# Catalan Number Generator
This notebook will explore how to generate catalan numbers and their respective sets

# First off we need to define some basic terminology used:
## Dyck words 
Words that are formed out of a binary alphabet and have a balance between the two characters (the same ammount of each) They are generated using a recursive implementation of the ballot problem.
## Catalan Numbers
Sequence of natural numbers that occur in various counting problems regarding recursive objects. In this notebook we are specifically iterpreting them in binary format by generating the different permutations of length (n) in which all are dyck words.
## Catalan Set
The set catalan numbers that are of length (n), all of them are dyck words.
## Balanced Parenthesis
A problem that seeks to verify if an expression has a balance of parenthesis and all parenthesis math each other. To have a balanced parenthesis expression it need to follow the ballot problem rule of having a higher frequency of opening parenthesis than closing ones at each segment starting from the start.

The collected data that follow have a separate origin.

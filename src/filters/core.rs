//! Core utilities shared by the filters.
//!
//! This module provides:
//! - Gaussian kernel generation (separable 1D and 2D spatial)
//! - Square sampling windows with bounds-checked neighbour lookup
//! - Channel clamping and lookup-table application
//! - Parameter validation

use crate::error::{Error, Result};
use crate::executor::ParallelExecutor;
use crate::image::{PixelBuffer, Rgb};

/// Generate a normalized 1D Gaussian kernel of `size` taps.
///
/// Tap `j` has weight `exp(-(j - size/2)^2 / sigma)` before normalization,
/// so the returned weights sum to 1.
pub fn gaussian_kernel_1d(size: usize, sigma: f64) -> Result<Vec<f64>> {
    require_filter_size(size)?;
    require_positive("sigma", sigma)?;

    let half = (size / 2) as f64;
    let mut kernel: Vec<f64> = (0..size)
        .map(|i| {
            let x = i as f64 - half;
            (-x * x / sigma).exp()
        })
        .collect();

    // Normalize
    let sum: f64 = kernel.iter().sum();
    for v in kernel.iter_mut() {
        *v /= sum;
    }

    Ok(kernel)
}

/// Generate the spatial weights of a `size` x `size` window.
///
/// Row-major, tap `(dx, dy)` has weight `exp(-(dx^2 + dy^2) / (2 sigma^2))`.
/// Not normalized; edge-preserving filters normalize per pixel.
pub fn spatial_kernel_2d(size: usize, sigma: f64) -> Result<Vec<f64>> {
    let window = Window::new(size)?;
    require_positive("sigma", sigma)?;

    let denom = 2.0 * sigma * sigma;
    Ok((0..window.taps())
        .map(|j| {
            let (dx, dy) = window.offset(j);
            (-((dx * dx + dy * dy) as f64) / denom).exp()
        })
        .collect())
}

/// Square sampling window centred on a pixel.
///
/// Taps are numbered row-major; tap `j` sits at
/// `(j % size - size/2, j / size - size/2)`. Even sizes extend one tap
/// further left/up than right/down.
#[derive(Debug, Clone, Copy, PartialEq, Eq)]
pub struct Window {
    size: usize,
    half: isize,
}

impl Window {
    pub fn new(size: usize) -> Result<Self> {
        require_filter_size(size)?;
        Ok(Window {
            size,
            half: (size / 2) as isize,
        })
    }

    pub fn size(&self) -> usize {
        self.size
    }

    pub fn taps(&self) -> usize {
        self.size * self.size
    }

    #[inline]
    pub fn offset(&self, tap: usize) -> (isize, isize) {
        (
            (tap % self.size) as isize - self.half,
            (tap / self.size) as isize - self.half,
        )
    }

    /// In-bounds taps around (`x`, `y`) as `(tap, nx, ny)`.
    ///
    /// Out-of-bounds taps are skipped, so border windows shrink.
    pub fn neighbors(
        &self,
        x: usize,
        y: usize,
        width: usize,
        height: usize,
    ) -> impl Iterator<Item = (usize, usize, usize)> + '_ {
        (0..self.taps()).filter_map(move |tap| {
            let (dx, dy) = self.offset(tap);
            let nx = offset_coord(x, dx, width)?;
            let ny = offset_coord(y, dy, height)?;
            Some((tap, nx, ny))
        })
    }
}

/// `base + delta` if it lies in `[0, limit)`.
#[inline]
pub fn offset_coord(base: usize, delta: isize, limit: usize) -> Option<usize> {
    let v = base as isize + delta;
    if v < 0 || v >= limit as isize {
        None
    } else {
        Some(v as usize)
    }
}

/// Split a linear pixel index into (x, y).
#[inline]
pub fn coords(index: usize, width: usize) -> (usize, usize) {
    (index % width, index / width)
}

/// Clamp to [0, 255] and truncate toward zero.
#[inline]
pub fn clamp_u8(v: f64) -> u8 {
    v.clamp(0.0, 255.0) as u8
}

/// Clamp to [0, 255] and round to nearest.
#[inline]
pub fn round_u8(v: f64) -> u8 {
    v.round().clamp(0.0, 255.0) as u8
}

/// Truncate each channel of a wide RGB accumulator.
#[inline]
pub fn clamp_rgb(v: [f64; 3]) -> Rgb {
    Rgb::new(clamp_u8(v[0]), clamp_u8(v[1]), clamp_u8(v[2]))
}

/// Build a 256-entry table from `f`, clamping and truncating each entry.
pub fn build_lut(f: impl Fn(f64) -> f64) -> [u8; 256] {
    let mut lut = [0u8; 256];
    for (i, v) in lut.iter_mut().enumerate() {
        *v = clamp_u8(f(i as f64));
    }
    lut
}

/// Map every channel of every pixel through `lut`.
pub fn apply_lut(image: &mut PixelBuffer, lut: &[u8; 256], executor: &ParallelExecutor) {
    executor.run(image.pixels_mut(), |_, chunk| {
        for px in chunk {
            *px = Rgb::new(lut[px.r as usize], lut[px.g as usize], lut[px.b as usize]);
        }
    });
}

pub fn require_filter_size(size: usize) -> Result<()> {
    if size == 0 {
        return Err(Error::parameter("filter size must be at least 1"));
    }
    Ok(())
}

pub fn require_positive(name: &str, value: f64) -> Result<()> {
    if !(value.is_finite() && value > 0.0) {
        return Err(Error::parameter(format!(
            "{name} must be a positive number, got {value}"
        )));
    }
    Ok(())
}
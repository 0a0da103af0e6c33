//! Bitmap Filters
//!
//! An in-memory RGB image container, a Windows Bitmap codec and a catalogue
//! of spatial filters that run on a chunked worker pool.
//!
//! ## Image Format
//! Every image is a [`PixelBuffer`]: `width * height` RGB triples, row-major,
//! origin top-left. Its bit depth (8, 24 or 32) only matters when the image
//! is written back to disk.
//!
//! ## Pipeline
//! ```no_run
//! use bitmap_filters::{bmp, filters, ParallelExecutor};
//!
//! # fn main() -> bitmap_filters::Result<()> {
//! let executor = ParallelExecutor::default();
//! let mut image = bmp::read("input.bmp")?;
//! filters::median(&mut image, 3, &executor)?;
//! filters::gaussian(&mut image, 5, 2.0, &executor)?;
//! bmp::write("output.bmp", &image)?;
//! # Ok(())
//! # }
//! ```
//!
//! Python bindings over numpy arrays are available with the `python` feature.

pub mod bmp;
pub mod error;
pub mod executor;
pub mod filters;
pub mod image;

pub use error::{Error, FormatError, Result};
pub use executor::{ExecutorConfig, ParallelExecutor};
pub use image::{BitDepth, PixelBuffer, Rgb};

// Python bindings (only when python feature is enabled)
#[cfg(feature = "python")]
mod python {
    use numpy::{IntoPyArray, PyArray3, PyReadonlyArray3};
    use pyo3::exceptions::{PyIOError, PyValueError};
    use pyo3::prelude::*;

    use crate::error::Error;
    use crate::executor::ParallelExecutor;
    use crate::filters::{self, QuadrilateralParams};
    use crate::image::{BitDepth, PixelBuffer};

    impl From<Error> for PyErr {
        fn from(err: Error) -> PyErr {
            match err {
                Error::Io(e) => PyIOError::new_err(e.to_string()),
                other => PyValueError::new_err(other.to_string()),
            }
        }
    }

    fn executor(workers: Option<usize>) -> PyResult<ParallelExecutor> {
        Ok(match workers {
            Some(n) => ParallelExecutor::with_workers(n)?,
            None => ParallelExecutor::default(),
        })
    }

    /// Convert, filter in place, convert back.
    fn apply<'py, F>(
        py: Python<'py>,
        image: PyReadonlyArray3<'py, u8>,
        workers: Option<usize>,
        f: F,
    ) -> PyResult<Bound<'py, PyArray3<u8>>>
    where
        F: FnOnce(&mut PixelBuffer, &ParallelExecutor) -> crate::Result<()>,
    {
        let mut buffer = PixelBuffer::from_array(image.as_array())?;
        let exec = executor(workers)?;
        f(&mut buffer, &exec)?;
        Ok(buffer.to_array().into_pyarray(py))
    }

    // ========================================================================
    // Codec
    // ========================================================================

    /// Read a bitmap file into an (H, W, 3) u8 array.
    #[pyfunction]
    pub fn read_bitmap<'py>(py: Python<'py>, path: &str) -> PyResult<Bound<'py, PyArray3<u8>>> {
        let buffer = crate::bmp::read(path)?;
        Ok(buffer.to_array().into_pyarray(py))
    }

    /// Write an (H, W, C) u8 array as a bitmap file of the given bit depth.
    #[pyfunction]
    #[pyo3(signature = (path, image, bit_depth=24))]
    pub fn write_bitmap<'py>(
        path: &str,
        image: PyReadonlyArray3<'py, u8>,
        bit_depth: u16,
    ) -> PyResult<()> {
        let depth = BitDepth::from_bits(bit_depth)
            .ok_or_else(|| PyValueError::new_err(format!("unsupported bit depth {bit_depth}")))?;
        let mut buffer = PixelBuffer::from_array(image.as_array())?;
        buffer.set_bit_depth(depth);
        crate::bmp::write(path, &buffer)?;
        Ok(())
    }

    // ========================================================================
    // Pointwise Filters
    // ========================================================================

    #[pyfunction]
    #[pyo3(signature = (image, workers=None))]
    pub fn monochrome<'py>(
        py: Python<'py>,
        image: PyReadonlyArray3<'py, u8>,
        workers: Option<usize>,
    ) -> PyResult<Bound<'py, PyArray3<u8>>> {
        apply(py, image, workers, |img, exec| {
            filters::monochrome(img, exec);
            Ok(())
        })
    }

    #[pyfunction]
    #[pyo3(signature = (image, threshold=127, workers=None))]
    pub fn binarize<'py>(
        py: Python<'py>,
        image: PyReadonlyArray3<'py, u8>,
        threshold: u8,
        workers: Option<usize>,
    ) -> PyResult<Bound<'py, PyArray3<u8>>> {
        apply(py, image, workers, |img, exec| {
            filters::binarize(img, threshold, exec);
            Ok(())
        })
    }

    #[pyfunction]
    #[pyo3(signature = (image, gamma, workers=None))]
    pub fn gamma<'py>(
        py: Python<'py>,
        image: PyReadonlyArray3<'py, u8>,
        gamma: f64,
        workers: Option<usize>,
    ) -> PyResult<Bound<'py, PyArray3<u8>>> {
        apply(py, image, workers, |img, exec| {
            filters::gamma_correction(img, gamma, exec)
        })
    }

    #[pyfunction]
    #[pyo3(signature = (image, gain, midpoint=128.0, workers=None))]
    pub fn logistic<'py>(
        py: Python<'py>,
        image: PyReadonlyArray3<'py, u8>,
        gain: f64,
        midpoint: f64,
        workers: Option<usize>,
    ) -> PyResult<Bound<'py, PyArray3<u8>>> {
        apply(py, image, workers, |img, exec| {
            filters::logistic(img, gain, midpoint, exec)
        })
    }

    #[pyfunction]
    #[pyo3(signature = (image, overlay, alpha, workers=None))]
    pub fn alpha_blend<'py>(
        py: Python<'py>,
        image: PyReadonlyArray3<'py, u8>,
        overlay: PyReadonlyArray3<'py, u8>,
        alpha: f64,
        workers: Option<usize>,
    ) -> PyResult<Bound<'py, PyArray3<u8>>> {
        let overlay = PixelBuffer::from_array(overlay.as_array())?;
        apply(py, image, workers, |img, exec| {
            filters::alpha_blend(img, &overlay, alpha, exec)
        })
    }

    #[pyfunction]
    #[pyo3(signature = (image, workers=None))]
    pub fn histogram_equalization<'py>(
        py: Python<'py>,
        image: PyReadonlyArray3<'py, u8>,
        workers: Option<usize>,
    ) -> PyResult<Bound<'py, PyArray3<u8>>> {
        apply(py, image, workers, |img, exec| {
            filters::histogram_equalization(img, exec);
            Ok(())
        })
    }

    #[pyfunction]
    #[pyo3(signature = (image, workers=None))]
    pub fn histogram_extension<'py>(
        py: Python<'py>,
        image: PyReadonlyArray3<'py, u8>,
        workers: Option<usize>,
    ) -> PyResult<Bound<'py, PyArray3<u8>>> {
        apply(py, image, workers, |img, exec| {
            filters::histogram_extension(img, exec);
            Ok(())
        })
    }

    #[pyfunction]
    pub fn error_diffusion<'py>(
        py: Python<'py>,
        image: PyReadonlyArray3<'py, u8>,
    ) -> PyResult<Bound<'py, PyArray3<u8>>> {
        apply(py, image, Some(1), |img, _| {
            filters::error_diffusion(img);
            Ok(())
        })
    }

    // ========================================================================
    // Window Filters
    // ========================================================================

    #[pyfunction]
    #[pyo3(signature = (image, filter_size=3, workers=None))]
    pub fn median<'py>(
        py: Python<'py>,
        image: PyReadonlyArray3<'py, u8>,
        filter_size: usize,
        workers: Option<usize>,
    ) -> PyResult<Bound<'py, PyArray3<u8>>> {
        apply(py, image, workers, |img, exec| {
            filters::median(img, filter_size, exec)
        })
    }

    /// Median across `frames` (a list of same-sized arrays).
    #[pyfunction]
    #[pyo3(signature = (frames, filter_size=3, workers=None))]
    pub fn temporal_median<'py>(
        py: Python<'py>,
        frames: Vec<PyReadonlyArray3<'py, u8>>,
        filter_size: usize,
        workers: Option<usize>,
    ) -> PyResult<Bound<'py, PyArray3<u8>>> {
        let frames = frames
            .iter()
            .map(|f| PixelBuffer::from_array(f.as_array()))
            .collect::<crate::Result<Vec<_>>>()?;
        let first = frames
            .first()
            .ok_or_else(|| PyValueError::new_err("temporal median needs at least one frame"))?;
        let mut buffer = first.clone();
        filters::temporal_median(&mut buffer, &frames, filter_size, &executor(workers)?)?;
        Ok(buffer.to_array().into_pyarray(py))
    }

    #[pyfunction]
    #[pyo3(signature = (image, filter_size=3, workers=None))]
    pub fn average<'py>(
        py: Python<'py>,
        image: PyReadonlyArray3<'py, u8>,
        filter_size: usize,
        workers: Option<usize>,
    ) -> PyResult<Bound<'py, PyArray3<u8>>> {
        apply(py, image, workers, |img, exec| {
            filters::average(img, filter_size, exec)
        })
    }

    #[pyfunction]
    #[pyo3(signature = (image, filter_size=5, sigma=2.0, workers=None))]
    pub fn gaussian<'py>(
        py: Python<'py>,
        image: PyReadonlyArray3<'py, u8>,
        filter_size: usize,
        sigma: f64,
        workers: Option<usize>,
    ) -> PyResult<Bound<'py, PyArray3<u8>>> {
        apply(py, image, workers, |img, exec| {
            filters::gaussian(img, filter_size, sigma, exec)
        })
    }

    #[pyfunction]
    #[pyo3(signature = (image, workers=None))]
    pub fn sobel<'py>(
        py: Python<'py>,
        image: PyReadonlyArray3<'py, u8>,
        workers: Option<usize>,
    ) -> PyResult<Bound<'py, PyArray3<u8>>> {
        apply(py, image, workers, filters::sobel)
    }

    #[pyfunction]
    #[pyo3(signature = (image, workers=None))]
    pub fn laplacian<'py>(
        py: Python<'py>,
        image: PyReadonlyArray3<'py, u8>,
        workers: Option<usize>,
    ) -> PyResult<Bound<'py, PyArray3<u8>>> {
        apply(py, image, workers, filters::laplacian)
    }

    // ========================================================================
    // Edge-Preserving Filters
    // ========================================================================

    #[pyfunction]
    #[pyo3(signature = (image, filter_size=5, sigma_space=2.0, sigma_range=30.0, workers=None))]
    pub fn bilateral<'py>(
        py: Python<'py>,
        image: PyReadonlyArray3<'py, u8>,
        filter_size: usize,
        sigma_space: f64,
        sigma_range: f64,
        workers: Option<usize>,
    ) -> PyResult<Bound<'py, PyArray3<u8>>> {
        apply(py, image, workers, |img, exec| {
            filters::bilateral(img, filter_size, sigma_space, sigma_range, exec)
        })
    }

    #[pyfunction]
    #[pyo3(signature = (image, reference, filter_size=5, sigma_space=2.0, sigma_range=30.0, workers=None))]
    pub fn trilateral<'py>(
        py: Python<'py>,
        image: PyReadonlyArray3<'py, u8>,
        reference: PyReadonlyArray3<'py, u8>,
        filter_size: usize,
        sigma_space: f64,
        sigma_range: f64,
        workers: Option<usize>,
    ) -> PyResult<Bound<'py, PyArray3<u8>>> {
        let reference = PixelBuffer::from_array(reference.as_array())?;
        apply(py, image, workers, |img, exec| {
            filters::trilateral(img, &reference, filter_size, sigma_space, sigma_range, exec)
        })
    }

    /// Fuse a laser depth image with color and camera guides.
    #[pyfunction]
    #[pyo3(signature = (color, laser, camera, filter_size=5, diagnostic_path=None, workers=None))]
    pub fn quadrilateral<'py>(
        py: Python<'py>,
        color: PyReadonlyArray3<'py, u8>,
        laser: PyReadonlyArray3<'py, u8>,
        camera: PyReadonlyArray3<'py, u8>,
        filter_size: usize,
        diagnostic_path: Option<String>,
        workers: Option<usize>,
    ) -> PyResult<Bound<'py, PyArray3<u8>>> {
        let color = PixelBuffer::from_array(color.as_array())?;
        let laser = PixelBuffer::from_array(laser.as_array())?;
        let camera = PixelBuffer::from_array(camera.as_array())?;
        let mut params = QuadrilateralParams::default().with_filter_size(filter_size);
        if let Some(path) = diagnostic_path {
            params = params.with_diagnostic_path(path);
        }

        let mut buffer = laser.clone();
        filters::quadrilateral(&mut buffer, &color, &laser, &camera, &params, &executor(workers)?)?;
        Ok(buffer.to_array().into_pyarray(py))
    }

    #[pymodule]
    pub fn bitmap_filters(m: &Bound<'_, PyModule>) -> PyResult<()> {
        // Codec
        m.add_function(wrap_pyfunction!(read_bitmap, m)?)?;
        m.add_function(wrap_pyfunction!(write_bitmap, m)?)?;

        // Pointwise filters
        m.add_function(wrap_pyfunction!(monochrome, m)?)?;
        m.add_function(wrap_pyfunction!(binarize, m)?)?;
        m.add_function(wrap_pyfunction!(gamma, m)?)?;
        m.add_function(wrap_pyfunction!(logistic, m)?)?;
        m.add_function(wrap_pyfunction!(alpha_blend, m)?)?;
        m.add_function(wrap_pyfunction!(histogram_equalization, m)?)?;
        m.add_function(wrap_pyfunction!(histogram_extension, m)?)?;
        m.add_function(wrap_pyfunction!(error_diffusion, m)?)?;

        // Window filters
        m.add_function(wrap_pyfunction!(median, m)?)?;
        m.add_function(wrap_pyfunction!(temporal_median, m)?)?;
        m.add_function(wrap_pyfunction!(average, m)?)?;
        m.add_function(wrap_pyfunction!(gaussian, m)?)?;
        m.add_function(wrap_pyfunction!(sobel, m)?)?;
        m.add_function(wrap_pyfunction!(laplacian, m)?)?;

        // Edge-preserving filters
        m.add_function(wrap_pyfunction!(bilateral, m)?)?;
        m.add_function(wrap_pyfunction!(trilateral, m)?)?;
        m.add_function(wrap_pyfunction!(quadrilateral, m)?)?;

        Ok(())
    }
}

# Our external libraries used are used as follows:
* randint - used to generate a specific random dyckword of a given length
* default_timer - used to calculate the time taken between function calls
* unpack - used to unpack bytes from a file and convert them to a string of binary digits.

In [None]:
from random import randint
from timeit import default_timer as timer
from struct import unpack

In [None]:
def randomDyckWord(output, open, close, pairs):
  if open == pairs and close == pairs:
    return output
  else:
    to_be_appended = randint(0, 1)
    if to_be_appended == 1 and open < pairs:
      return randomDyckWord(output+'1', open+1, close, pairs)
    elif to_be_appended == 0 and close < open:
      return randomDyckWord(output+'0', open, close+1, pairs)
    else:
      return randomDyckWord(output, open, close, pairs)

input: empty string (output), integer 0 (open y close), integer which indicates the number of pair of 0 and 1 to use in the permutation (pairs).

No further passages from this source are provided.